Jim and Barry developed the widely used and highly acclaimed Leadership Practices Inventory or LPI, which is a 360-questionnaire assessing leadership behavior.  The LPI has been administered to over 250,000 individuals and over one million observers have provided feedback using the LPI.  

Jim is a highly regarded leadership scholar and experienced executive, and The Wall Street Journal has cited him as one of the 12 best executive
educators in the US. His clients have included such companies as Accenture, Applied Materials, AT&T, Bank of America, and Boeing.  Jim served as president, then CEO and chairman of the Tom Peters Company from 1988 until 2000. Prior to his tenure there, he directed the Executive Development Center at Santa Clara University.


KE:  Jim, you and Barry have had tremendous success with The Leadership Challenge and the Leadership Practices Inventory.  Why take time out to write another book, and why this book in particular?

JK:  All our other books prior to A Leader's Legacy have been descriptive or prescriptive works, meaning they're either descriptive of the principles and practices of exemplary leadership that we had uncovered in our research, or they have been prescriptions about how to put those findings into practice. Our editor thought it was about time we got down from the podium and wrote a bit more of a reflective piece based on the lessons we had learned over the last 25 years.  So we took a step off
the platform, we took a deep breath or two, and explored some of those thornier and more personal issues about leadership that had not necessarily lent themselves to the five practices, or to the seven essentials that we had written about before.  So it is a refreshing change for us, and something we are likely to do again.

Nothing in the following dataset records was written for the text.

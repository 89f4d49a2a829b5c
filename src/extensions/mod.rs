//! Optional extensions to the target camera plugins.

#[cfg(feature = "extension_marker_indicator")]
pub mod marker_indicator;
//! Target cameras and dolly zoom for Bevy.
//!
//! A *target camera* orients itself toward a separate point-of-interest entity through a
//! [`TrackTo`](crate::camera::constraint::TrackTo) constraint instead of using its own rotation.
//! Switching a camera back to a *standard* camera bakes the tracked rotation into its
//! [`Transform`](bevy_transform::prelude::Transform) and tucks the target away as a hidden child,
//! so switching again restores the exact same setup.
//!
//! The *dolly zoom* couples the distance between a camera and its target with the camera's focal
//! length, so the subject keeps its apparent size on screen while the perspective changes.
//!
//! ## Usage
//!
//! Add [`DefaultTargetCameraPlugins`], give your camera a
//! [`CameraLens`](crate::camera::lens::CameraLens), then send
//! [`TargetCameraTrigger`](crate::camera::mode::TargetCameraTrigger) and
//! [`DollyZoomTrigger`](crate::camera::dolly_zoom::DollyZoomTrigger) events. All of the operations
//! are also exposed as plain functions over a [`World`](bevy_ecs::world::World) for use in
//! exclusive systems and tests.

pub mod camera;
pub mod error;
pub mod extensions;
pub mod transform;

/// Common imports.
pub mod prelude {
    pub use crate::{
        camera::{
            constraint::{TrackAxis, TrackTo},
            dolly_zoom::{apply_dolly_zoom, DollyZoom, DollyZoomTrigger},
            lens::CameraLens,
            mode::{
                active_target, camera_mode, focal_length_or_default, match_target_rotation,
                set_target_camera, set_target_distance, target_distance,
                target_distance_or_default, toggle_camera_mode, CameraMode, TargetCameraAction,
                TargetCameraTrigger,
            },
            target::{get_target, is_target_camera, is_target_shared, CameraTarget, EmptyMarker},
            TargetCameraSettings,
        },
        error::TargetCameraError,
        DefaultTargetCameraPlugins, TargetCameraSystems,
    };
}

use bevy_app::{prelude::*, PluginGroupBuilder};
use bevy_ecs::prelude::*;

/// Adds the target camera, dolly zoom, constraint and lens plugins, plus any extensions enabled
/// through cargo features.
pub struct DefaultTargetCameraPlugins;

impl PluginGroup for DefaultTargetCameraPlugins {
    #[allow(clippy::let_and_return)]
    fn build(self) -> PluginGroupBuilder {
        let group = PluginGroupBuilder::start::<Self>()
            .add(camera::lens::LensPlugin)
            .add(camera::constraint::TrackToPlugin)
            .add(camera::mode::TargetCameraPlugin)
            .add(camera::dolly_zoom::DollyZoomPlugin);

        #[cfg(feature = "extension_marker_indicator")]
        let group = group.add(extensions::marker_indicator::MarkerIndicatorPlugin);

        group
    }
}

/// System sets used by this crate. All of them run in `PostUpdate`, in order, before transform
/// propagation.
#[derive(Debug, Clone, Copy, PartialEq, Eq, Hash, SystemSet)]
pub enum TargetCameraSystems {
    /// Target camera trigger events are received and applied to the world.
    Trigger,
    /// Dolly zoom trigger events are applied, after any mode switch from the same frame.
    DollyZoom,
    /// Enabled [`TrackTo`](camera::constraint::TrackTo) constraints are evaluated.
    Constrain,
}

pub(crate) fn configure_sets(app: &mut App) {
    app.configure_sets(
        PostUpdate,
        (
            TargetCameraSystems::Trigger,
            TargetCameraSystems::DollyZoom,
            TargetCameraSystems::Constrain,
        )
            .chain()
            .before(bevy_transform::TransformSystem::TransformPropagate),
    );
}
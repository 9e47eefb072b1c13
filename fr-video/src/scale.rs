//! Plane scaling for I420 buffers
//!
//! Each plane is resized as a single-channel `U8` image with
//! fast_image_resize's bilinear convolution (SIMD when available).

use crate::error::{ConvertError, Result};
use crate::frame::I420Buffer;
use fast_image_resize as fr;
use fr::images::Image;

impl I420Buffer {
    /// New buffer of `width x height` holding `self` resampled
    pub fn scaled(&self, width: u32, height: u32) -> Result<I420Buffer> {
        let mut out = I420Buffer::new(width, height)?;
        out.scale_from(self)?;
        Ok(out)
    }

    /// Resample `src` into this buffer's resolution, all three planes
    pub fn scale_from(&mut self, src: &I420Buffer) -> Result<()> {
        let (dw, dh) = (self.width(), self.height());
        let (dcw, dch) = (self.chroma_width(), self.chroma_height());
        let (sw, sh) = (src.width(), src.height());
        let (scw, sch) = (src.chroma_width(), src.chroma_height());
        let strides = (self.stride_y(), self.stride_u(), self.stride_v());

        let mut resizer = fr::Resizer::new();
        let (y, u, v) = self.planes_mut();
        scale_plane(&mut resizer, src.data_y(), src.stride_y(), sw, sh, y, strides.0, dw, dh)?;
        scale_plane(&mut resizer, src.data_u(), src.stride_u(), scw, sch, u, strides.1, dcw, dch)?;
        scale_plane(&mut resizer, src.data_v(), src.stride_v(), scw, sch, v, strides.2, dcw, dch)?;
        Ok(())
    }
}

#[allow(clippy::too_many_arguments)]
fn scale_plane(
    resizer: &mut fr::Resizer,
    src: &[u8],
    src_stride: usize,
    src_w: u32,
    src_h: u32,
    dst: &mut [u8],
    dst_stride: usize,
    dst_w: u32,
    dst_h: u32,
) -> Result<()> {
    if (src_w, src_h) == (dst_w, dst_h) {
        copy_rows(src, src_stride, dst, dst_stride, dst_w as usize, dst_h as usize);
        return Ok(());
    }

    // The resizer wants tightly packed rows
    let mut tight = vec![0u8; src_w as usize * src_h as usize];
    copy_rows(src, src_stride, &mut tight, src_w as usize, src_w as usize, src_h as usize);

    let src_image = Image::from_vec_u8(src_w, src_h, tight, fr::PixelType::U8)
        .map_err(|e| ConvertError::Resize(e.to_string()))?;
    let mut dst_image = Image::new(dst_w, dst_h, fr::PixelType::U8);

    let options =
        fr::ResizeOptions::new().resize_alg(fr::ResizeAlg::Convolution(fr::FilterType::Bilinear));
    resizer
        .resize(&src_image, &mut dst_image, &options)
        .map_err(|e| ConvertError::Resize(e.to_string()))?;

    copy_rows(dst_image.buffer(), dst_w as usize, dst, dst_stride, dst_w as usize, dst_h as usize);
    Ok(())
}

fn copy_rows(src: &[u8], src_stride: usize, dst: &mut [u8], dst_stride: usize, row: usize, rows: usize) {
    for r in 0..rows {
        dst[r * dst_stride..r * dst_stride + row]
            .copy_from_slice(&src[r * src_stride..r * src_stride + row]);
    }
}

KE:  You talk a lot in the book about "legacy."  Will you please define that term for us?

JK:  Perhaps a little story would help to introduce it.  We had the opportunity to interview someone by the name of Gail Mayville, who was at the time at Ben and Jerry's Ice Cream. This was a few years ago, but I think the story is very relevant to the question.  This problem has been resolved; however, at the time of our interview with Gail, the company was growing so rapidly that the factory at Ben and Jerry's was overloading the local waste treatment facility. Because of that, the local townships told Ben and Jerry's that if they did not do something about the waste treatment problem, they would shut the factory down.  
Well, Gail was an administrative assistant at the time, not a quality manager, factory manager, or environmental manager.  She heard about this problem, as everyone else did, and she thought she might have a solution. So she approached management and they said they would be glad to hear it.

She said, "Well, it is pigs."  She said, "I grew up on a farm in Vermont and on the farm there were some pigs. So, maybe pigs would like to eat this ice cream waste." They thought this was a nutty idea but nothing else had worked so far, so they implemented it, and put her in charge. She eventually became environmental manager as a result of this. They put the ice cream waste in barrels, they hauled it out to the farms, put ice cream waste in troughs and pigs just waddled on up, ate it and loved it! It was a temporary solution to the problem, they later
implemented a permanent solution, but nonetheless, Gail had the initiative to do something to address the issue.

When Gail was asked why she did it, she said the following: "For me personally, I am driven by my concerns for the legacy I am leaving my children, the environmental legacy." Gail's response is really the best live behavioral example of what legacy really means. Our leadership
legacies are those tangible and intangible conditions we pass along to those who follow us. In Gail's case, she wanted to leave her children a more sustainable and hospitable environment, and that drove her to do
something about the waste coming out of the factory. For others, it might be the inspiration to excel, or the desire to pursue a life of service, or a belief in oneself. Whatever it is, we can be sure of one thing: We will be remembered not for what we do for ourselves, but what we do for others.  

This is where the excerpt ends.